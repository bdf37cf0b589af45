use crate::aggregate::{ScoreMap, aggregate};
use crate::calendar::{Period, window_for};
use crate::config::Config;
use crate::models::{
    DrinkKind, DrinkStats, Event, ScoresResponse, ShareSlice, StatsResponse, UserScore, WindowSeries,
};
use crate::series::{BucketSize, build_series};
use chrono::{DateTime, Utc};

pub fn build_scores(config: &Config, events: &[Event]) -> ScoresResponse {
    scores_from_map(config, &aggregate(events))
}

pub fn scores_from_map(config: &Config, scores: &ScoreMap) -> ScoresResponse {
    let users = config
        .users
        .iter()
        .map(|user| UserScore {
            user: user.clone(),
            coffee: scores.get(user, DrinkKind::Coffee),
            tea: scores.get(user, DrinkKind::Tea),
        })
        .collect();

    ScoresResponse {
        users,
        total_coffee: scores.total(DrinkKind::Coffee),
        total_tea: scores.total(DrinkKind::Tea),
    }
}

/// Column name used when a user's tea is plotted among the coffee drinkers.
pub fn tea_alias(user: &str) -> String {
    format!("{user}(tea)")
}

pub fn build_stats_at(config: &Config, events: &[Event], now: DateTime<Utc>) -> StatsResponse {
    let scores = aggregate(events);
    let local_now = now.with_timezone(&config.utc_offset);

    let (coffee, tea): (Vec<Event>, Vec<Event>) = events
        .iter()
        .cloned()
        .partition(|event| event.drink_kind == DrinkKind::Coffee);

    let coffee_stats = (!coffee.is_empty()).then(|| {
        let mut charted = coffee.clone();
        let mut columns = config.users.clone();
        let mut aliases = Vec::new();

        for user in &config.tea_with_coffee {
            let alias = tea_alias(user);
            let own_tea: Vec<Event> = tea
                .iter()
                .filter(|event| &event.user_name == user)
                .map(|event| Event {
                    user_name: alias.clone(),
                    ..event.clone()
                })
                .collect();
            if own_tea.is_empty() {
                continue;
            }
            charted.extend(own_tea);
            columns.push(alias.clone());
            aliases.push((alias, scores.get(user, DrinkKind::Tea)));
        }
        let mut share = scores.by_user(DrinkKind::Coffee);
        share.extend(aliases.iter().map(|(alias, count)| (alias.as_str(), *count)));

        DrinkStats {
            drink: DrinkKind::Coffee,
            share: share_slices(&share),
            windows: windows(&charted, &columns, local_now),
        }
    });

    let tea_stats = (!tea.is_empty()).then(|| DrinkStats {
        drink: DrinkKind::Tea,
        share: share_slices(&scores.by_user(DrinkKind::Tea)),
        windows: windows(&tea, &config.users, local_now),
    });

    StatsResponse {
        generated_at: now,
        coffee: coffee_stats,
        tea: tea_stats,
    }
}

fn windows(
    events: &[Event],
    columns: &[String],
    now: DateTime<chrono::FixedOffset>,
) -> Vec<WindowSeries> {
    Period::ALL
        .iter()
        .filter_map(|period| {
            let window = window_for(*period, now)?;
            Some(WindowSeries {
                period: period.as_str(),
                start_date: window.start_date(),
                end_date: window.end_date(),
                series: build_series(events, &window, BucketSize::Day, columns, now),
            })
        })
        .collect()
}

fn share_slices(counts: &[(&str, u64)]) -> Vec<ShareSlice> {
    let total: u64 = counts.iter().map(|(_, count)| *count).sum();
    let mut slices: Vec<ShareSlice> = counts
        .iter()
        .map(|(name, count)| ShareSlice {
            name: name.to_string(),
            count: *count,
            percentage: if total == 0 {
                0.0
            } else {
                *count as f64 / total as f64
            },
        })
        .collect();
    slices.sort_by(|a, b| b.count.cmp(&a.count).then_with(|| a.name.cmp(&b.name)));
    slices
}
impl Notice {
    pub fn from_outcome(user: &str, drink: DrinkKind, outcome: RecordOutcome) -> Self {
        let user = user.to_string();
        match outcome {
            RecordOutcome::Recorded => Notice::Recorded { user, drink },
            RecordOutcome::CooldownActive { remaining_seconds } => Notice::Cooldown {
                user,
                wait: remaining_seconds,
            },
            RecordOutcome::SchemaMismatch { column } => Notice::SchemaMismatch { column },
            RecordOutcome::Failed { .. } => Notice::Failed { user },
        }
    }

    /// Reads a notice back out of the query string. Names that are not
    /// configured users are ignored.
    pub fn from_query(query: &IndexQuery, config: &Config) -> Option<Self> {
        let user = || {
            query
                .user
                .as_deref()
                .filter(|user| config.is_tracked(user))
                .map(str::to_string)
        };

        match query.notice.as_deref()? {
            "recorded" => Some(Notice::Recorded {
                user: user()?,
                drink: DrinkKind::parse(query.drink.as_deref()?)?,
            }),
            "cooldown" => Some(Notice::Cooldown {
                user: user()?,
                wait: query.wait?,
            }),
            "schema" => {
                let column = query.column.as_deref().unwrap_or("drink_id");
                let valid = !column.is_empty()
                    && column.chars().all(|c| c.is_ascii_alphanumeric() || c == '_');
                valid.then(|| Notice::SchemaMismatch {
                    column: column.to_string(),
                })
            }
            "failed" => Some(Notice::Failed { user: user()? }),
            _ => None,
        }
    }

    pub fn to_query(&self) -> String {
        match self {
            Notice::Recorded { user, drink } => format!(
                "notice=recorded&user={}&drink={}",
                encode_component(user),
                drink.as_str()
            ),
            Notice::Cooldown { user, wait } => {
                format!("notice=cooldown&user={}&wait={wait}", encode_component(user))
            }
            Notice::SchemaMismatch { column } => {
                format!("notice=schema&column={}", encode_component(column))
            }
            Notice::Failed { user } => format!("notice=failed&user={}", encode_component(user)),
        }
    }

    fn render(&self) -> String {
        let (kind, body) = match self {
            Notice::Recorded { user, drink } => (
                "ok",
                format!(
                    "{} counted for {}!",
                    match drink {
                        DrinkKind::Coffee => "Coffee",
                        DrinkKind::Tea => "Tea",
                    },
                    escape_html(user)
                ),
            ),
            Notice::Cooldown { user, wait } => (
                "warn",
                format!("Wait {wait}s before adding another one for {}!", escape_html(user)),
            ),
            Notice::SchemaMismatch { column } => (
                "error",
                format!(
                    "<strong>Database update required.</strong> {}",
                    escape_html(&remediation(column))
                ),
            ),
            Notice::Failed { user } => (
                "error",
                format!(
                    "Could not save the drink for {}. The event store is not reachable right now.",
                    escape_html(user)
                ),
            ),
        };
        format!(r#"<div class="notice" data-type="{kind}">{body}</div>"#)
    }
}

pub fn render_index(
    config: &Config,
    scores: &ScoresResponse,
    notice: Option<&Notice>,
    quote: &str,
) -> String {
    let cards: String = scores
        .users
        .iter()
        .map(|score| {
            let name = escape_html(&score.user);
            let path = encode_component(&score.user);
            format!(
                r#"
      <div class="user-card">
        <div class="stat">
          <span class="label">{name} (coffee)</span>
          <span class="value" data-user="{name}" data-drink="coffee">{coffee}</span>
        </div>
        <form method="post" action="/click/{path}/coffee">
          <button class="btn-coffee" type="submit">{name} took a coffee</button>
        </form>
        <div class="stat">
          <span class="label">{name} (tea)</span>
          <span class="value" data-user="{name}" data-drink="tea">{tea}</span>
        </div>
        <form method="post" action="/click/{path}/tea">
          <button class="btn-tea" type="submit">{name} took a tea</button>
        </form>
      </div>"#,
                coffee = score.coffee,
                tea = score.tea,
            )
        })
        .collect();

    let cooldown = config.cooldown.num_seconds();
    INDEX_HTML
        .replace("{{NOTICE}}", &notice.map(Notice::render).unwrap_or_default())
        .replace("{{QUOTE}}", &escape_html(quote))
        .replace("{{USER_CARDS}}", &cards)
        .replace("{{TOTAL_COFFEE}}", &scores.total_coffee.to_string())
        .replace("{{TOTAL_TEA}}", &scores.total_tea.to_string())
        .replace("{{COOLDOWN}}", &cooldown.to_string())
}

pub fn escape_html(raw: &str) -> String {
    let mut escaped = String::with_capacity(raw.len());
    for c in raw.chars() {
        match c {
            '&' => escaped.push_str("&amp;"),
            '<' => escaped.push_str("&lt;"),
            '>' => escaped.push_str("&gt;"),
            '"' => escaped.push_str("&quot;"),
            '\'' => escaped.push_str("&#39;"),
            _ => escaped.push(c),
        }
    }
    escaped
}

/// Percent-encodes everything outside the URL unreserved set.
pub fn encode_component(raw: &str) -> String {
    let mut encoded = String::with_capacity(raw.len());
    for byte in raw.bytes() {
        match byte {
            b'A'..=b'Z' | b'a'..=b'z' | b'0'..=b'9' | b'-' | b'_' | b'.' | b'~' => {
                encoded.push(byte as char)
            }
            _ => encoded.push_str(&format!("%{byte:02X}")),
        }
    }
    encoded
}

※ ※ ※

- Problem: Which lines above contain the word "took"? Show each of them.

- Reply:
          <button class="btn-coffee" type="submit">{name} took a coffee</button>
          <button class="btn-tea" type="submit">{name} took a tea</button>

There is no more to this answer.